Any thinking person knows that it's not just the lives of women in developing countries whose world got a little darker yesterday, but women everywhere.
As the image of men stripping away a woman's right to her own body made the rounds on social media it was met with an overwhelming sense of outrage followed by deep sadness. In 2017, the world's most vulnerable women are losing rights, not gaining them.
It was my own friends who shared it, here in Australia, that got me thinking about the difference this vital procedure has made to so many people's lives.
It is estimated one in three Australian women will make the difficult decision to terminate a pregnancy in their lifetime. That's one in three men who might be a father, but aren't because of the brave decision a woman once made. Sometimes with a partner. Too often on her own.
These women don't hate babies. Many of them cannot wait to become a mother. But they make this tough decision because they know that right now, they cannot be the best mother. Or that their partner, if he is around, is not ready to become a Dad.
There are so many reasons for an abortion. Nobody is saying you have to agree with them. Don't believe in it, don't get one. What needs to be said, though, screamed in fact, by women and men, is that every woman deserves the choice. For millions of women, that choice has now been taken.
Abortion is not a woman's issue. It is a health issue. And while it's easy to sit back and be outraged by one of Trump's many backward decisions, it's worth looking at our own backyard where abortion is still technically illegal in two states.

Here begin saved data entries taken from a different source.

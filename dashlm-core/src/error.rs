//! Error types for the dashlm library

use std::error::Error as StdError;
use std::fmt;
use std::time::Duration;

/// The main error type for all dashlm operations
#[derive(Debug)]
#[non_exhaustive]
pub enum Error {
    /// Network-related errors
    Network {
        /// Error message
        message: String,
        /// Underlying error if available
        source: Option<Box<dyn StdError + Send + Sync>>,
    },

    /// Provider-specific errors (non-success HTTP status, malformed envelope)
    Provider {
        /// Provider name (e.g., "openai", "dashscope")
        provider: String,
        /// Error message
        message: String,
        /// HTTP status code, when the error came from a response
        status: Option<u16>,
        /// Time to wait before retrying (for rate limits)
        retry_after: Option<Duration>,
        /// Underlying error if available
        source: Option<Box<dyn StdError + Send + Sync>>,
    },

    /// Serialization/deserialization errors of wire payloads
    Serialization {
        /// Error message
        message: String,
        /// Underlying error if available
        source: Option<Box<dyn StdError + Send + Sync>>,
    },

    /// Model output could not be parsed into the requested shape
    Parse {
        /// Error message
        message: String,
        /// The raw text returned by the model
        content: String,
        /// Underlying error if available
        source: Option<Box<dyn StdError + Send + Sync>>,
    },

    /// Validation errors
    Validation(String),

    /// Timeout errors
    Timeout,

    /// Authentication errors
    Authentication(String),

    /// Configuration errors
    Configuration(String),

    /// Response shape errors (e.g. no choices returned)
    Response {
        /// Error message
        message: String,
    },
}

impl Error {
    /// Build a parse error from the model's raw output
    pub fn parse(
        message: impl Into<String>,
        content: impl Into<String>,
        source: Option<Box<dyn StdError + Send + Sync>>,
    ) -> Self {
        Error::Parse {
            message: message.into(),
            content: content.into(),
            source,
        }
    }

    /// A streamed reply whose body closed before the `[DONE]` sentinel
    pub fn truncated_stream() -> Self {
        Error::Response {
            message: "stream ended before [DONE]".to_string(),
        }
    }

    /// Whether this error is a model-output parse failure
    pub fn is_parse(&self) -> bool {
        matches!(self, Error::Parse { .. })
    }

    /// Whether repeating the same call later could succeed.
    ///
    /// Nothing in this crate retries; callers use this to decide.
    pub fn is_retryable(&self) -> bool {
        match self {
            Error::Network { .. } | Error::Timeout => true,
            Error::Provider {
                status,
                retry_after,
                ..
            } => retry_after.is_some() || matches!(status, Some(429) | Some(500..=599)),
            _ => false,
        }
    }

    /// Whether the caller has to fix something (key, config, input) first
    pub fn is_user_correctable(&self) -> bool {
        matches!(
            self,
            Error::Authentication(_) | Error::Configuration(_) | Error::Validation(_)
        )
    }
}

impl fmt::Display for Error {
    fn fmt(&self, f: &mut fmt::Formatter<'_>) -> fmt::Result {
        match self {
            Error::Network { message, .. } => write!(f, "Network error: {}", message),
            Error::Provider {
                provider,
                message,
                status: Some(status),
                ..
            } => write!(f, "Provider error ({}, HTTP {}): {}", provider, status, message),
            Error::Provider {
                provider, message, ..
            } => write!(f, "Provider error ({}): {}", provider, message),
            Error::Serialization { message, .. } => write!(f, "Serialization error: {}", message),
            Error::Parse { message, .. } => write!(f, "Parse error: {}", message),
            Error::Validation(msg) => write!(f, "Validation error: {}", msg),
            Error::Timeout => write!(f, "Operation timed out"),
            Error::Authentication(msg) => write!(f, "Authentication error: {}", msg),
            Error::Configuration(msg) => write!(f, "Configuration error: {}", msg),
            Error::Response { message } => write!(f, "Response error: {}", message),
        }
    }
}

impl StdError for Error {
    fn source(&self) -> Option<&(dyn StdError + 'static)> {
        match self {
            Error::Network { source, .. }
            | Error::Provider { source, .. }
            | Error::Serialization { source, .. }
            | Error::Parse { source, .. } => source
                .as_ref()
                .map(|e| e.as_ref() as &(dyn StdError + 'static)),
            _ => None,
        }
    }
}

/// Result type alias for dashlm operations
pub type Result<T> = std::result::Result<T, Error>;

impl From<std::io::Error> for Error {
    fn from(err: std::io::Error) -> Self {
        Error::Network {
            message: err.to_string(),
            source: Some(Box::new(err)),
        }
    }
}

impl From<serde_json::Error> for Error {
    fn from(err: serde_json::Error) -> Self {
        Error::Serialization {
            message: err.to_string(),
            source: Some(Box::new(err)),
        }
    }
}

#[cfg(test)]
mod tests {
    use super::*;
    use std::io;

    #[test]
    fn test_error_display() {
        let error = Error::Network {
            message: "Connection refused".into(),
            source: None,
        };
        assert_eq!(error.to_string(), "Network error: Connection refused");

        let error = Error::Provider {
            provider: "openai".into(),
            message: "Rate limit exceeded".into(),
            status: None,
            retry_after: Some(Duration::from_secs(60)),
            source: None,
        };
        assert_eq!(
            error.to_string(),
            "Provider error (openai): Rate limit exceeded"
        );

        let error = Error::Provider {
            provider: "dashscope".into(),
            message: "InternalError".into(),
            status: Some(500),
            retry_after: None,
            source: None,
        };
        assert_eq!(
            error.to_string(),
            "Provider error (dashscope, HTTP 500): InternalError"
        );

        let error = Error::parse("expected a JSON object", "hello", None);
        assert_eq!(error.to_string(), "Parse error: expected a JSON object");

        let error = Error::Timeout;
        assert_eq!(error.to_string(), "Operation timed out");

        let error = Error::Authentication("Invalid API key".into());
        assert_eq!(error.to_string(), "Authentication error: Invalid API key");

        let error = Error::Response {
            message: "No choices in response".into(),
        };
        assert_eq!(error.to_string(), "Response error: No choices in response");
    }

    #[test]
    fn test_error_source() {
        let error = Error::Network {
            message: "Connection failed".into(),
            source: None,
        };
        assert!(error.source().is_none());

        let io_error = io::Error::new(io::ErrorKind::ConnectionRefused, "refused");
        let error = Error::Network {
            message: "Connection failed".into(),
            source: Some(Box::new(io_error)),
        };
        assert!(error.source().is_some());

        let json_error = serde_json::from_str::<serde_json::Value>("not json").unwrap_err();
        let error = Error::parse("bad reply", "not json", Some(Box::new(json_error)));
        assert!(error.source().is_some());

        assert!(Error::Validation("test".into()).source().is_none());
        assert!(Error::Timeout.source().is_none());
    }

    #[test]
    fn test_error_from_serde_json_error() {
        let json_error = serde_json::from_str::<String>("invalid json").unwrap_err();
        let error: Error = json_error.into();

        match error {
            Error::Serialization { message, source } => {
                assert!(!message.is_empty());
                assert!(source.is_some());
            }
            _ => panic!("Expected Serialization error"),
        }
    }

    #[test]
    fn test_parse_error_keeps_raw_content() {
        let error = Error::parse("not JSON", "Sure! Here is the data:", None);
        assert!(error.is_parse());
        match error {
            Error::Parse { content, .. } => assert_eq!(content, "Sure! Here is the data:"),
            _ => panic!("Expected Parse error"),
        }
    }

    #[test]
    fn test_error_classification() {
        assert!(Error::Timeout.is_retryable());
        assert!(Error::Network {
            message: "reset".into(),
            source: None
        }
        .is_retryable());

        let rate_limited = Error::Provider {
            provider: "openai".into(),
            message: "slow down".into(),
            status: Some(429),
            retry_after: None,
            source: None,
        };
        assert!(rate_limited.is_retryable());
        assert!(!rate_limited.is_user_correctable());

        let bad_request = Error::Provider {
            provider: "openai".into(),
            message: "bad model".into(),
            status: Some(400),
            retry_after: None,
            source: None,
        };
        assert!(!bad_request.is_retryable());

        assert!(Error::Authentication("no key".into()).is_user_correctable());
        assert!(!Error::Authentication("no key".into()).is_retryable());
        assert!(!Error::parse("x", "y", None).is_retryable());
    }

    #[test]
    fn test_error_is_send_sync() {
        fn assert_send<T: Send>() {}
        fn assert_sync<T: Sync>() {}

        assert_send::<Error>();
        assert_sync::<Error>();
    }
}
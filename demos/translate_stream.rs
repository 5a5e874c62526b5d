//! Stream a translation from a conversation given as plain role/content mappings
//!
//! Press Ctrl-C to stop early; dropping the receiver cancels the request.

use dashlm::client::Client;
use dashlm::prelude::*;
use std::io::Write;
use tracing_subscriber::EnvFilter;

const CONVERSATION: &str = r#"[
    {"role": "system", "content": "你是一个专业的翻译"},
    {"role": "user", "content": "你好"},
    {"role": "assistant", "content": "Hello"},
    {"role": "user", "content": "你好,你的名字是？"}
]"#;

#[tokio::main]
async fn main() -> anyhow::Result<()> {
    tracing_subscriber::fmt()
        .with_env_filter(EnvFilter::from_default_env())
        .init();

    let client = Client::new(OpenAI::dashscope_from_env()?);
    let conversation = Message::conversation_from_json(CONVERSATION)?;

    let mut fragments = client.spawn_fragments(conversation).await?;
    let mut stdout = std::io::stdout();
    loop {
        tokio::select! {
            _ = tokio::signal::ctrl_c() => {
                fragments.close();
                break;
            }
            fragment = fragments.recv() => match fragment {
                Some(fragment) => {
                    write!(stdout, "{}", fragment?)?;
                    stdout.flush()?;
                }
                None => break,
            },
        }
    }
    println!();

    Ok(())
}
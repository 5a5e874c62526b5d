//! Core traits and types for the dashlm LLM library
//!
//! This crate provides the fundamental abstractions shared by the provider
//! implementations and the high-level client: messages, requests, responses,
//! stream events, embedding payloads and the error type.

#![warn(missing_docs)]
#![deny(unsafe_code)]

pub mod error;
pub mod provider;
pub mod types;

// Re-export commonly used items
pub use error::{Error, Result};
pub use provider::{EmbeddingProvider, Provider};
pub use types::{
    embedding::{Embedding, EmbeddingRequest, EmbeddingResponse, EmbeddingUsage},
    message::{Message, Role},
    request::{BuildError, Model, Parameters, ParametersBuilder, Request, RequestBuilder},
    response::{FinishReason, Response, ResponseMetadata, Usage},
    stream::{ContentDelta, MetadataDelta, StreamAccumulator, StreamEvent},
    structured::ResponseFormat,
};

It's a criminal offence to have an abortion, to perform an abortion and to assist in an abortion in Queensland and New South Wales. Women have few legal rights in these states and are subjected to a litany of questions to ensure the doctor can rule the procedure is in the best interest of the woman. Turns out, we still can't make a decision on our own.
As long as abortion remains in the criminal code, medical practitioners are forced to operate in a legal 'grey zone' which not only allows for stigma to thrive, but it means access suffers.
Perhaps the worst part, as with Trump's reinstatement of the 'global gag rule' is that this decision has been made for women, by men, who have probably never touched a tampon in their lives.
The world can do better. And Australia can do better.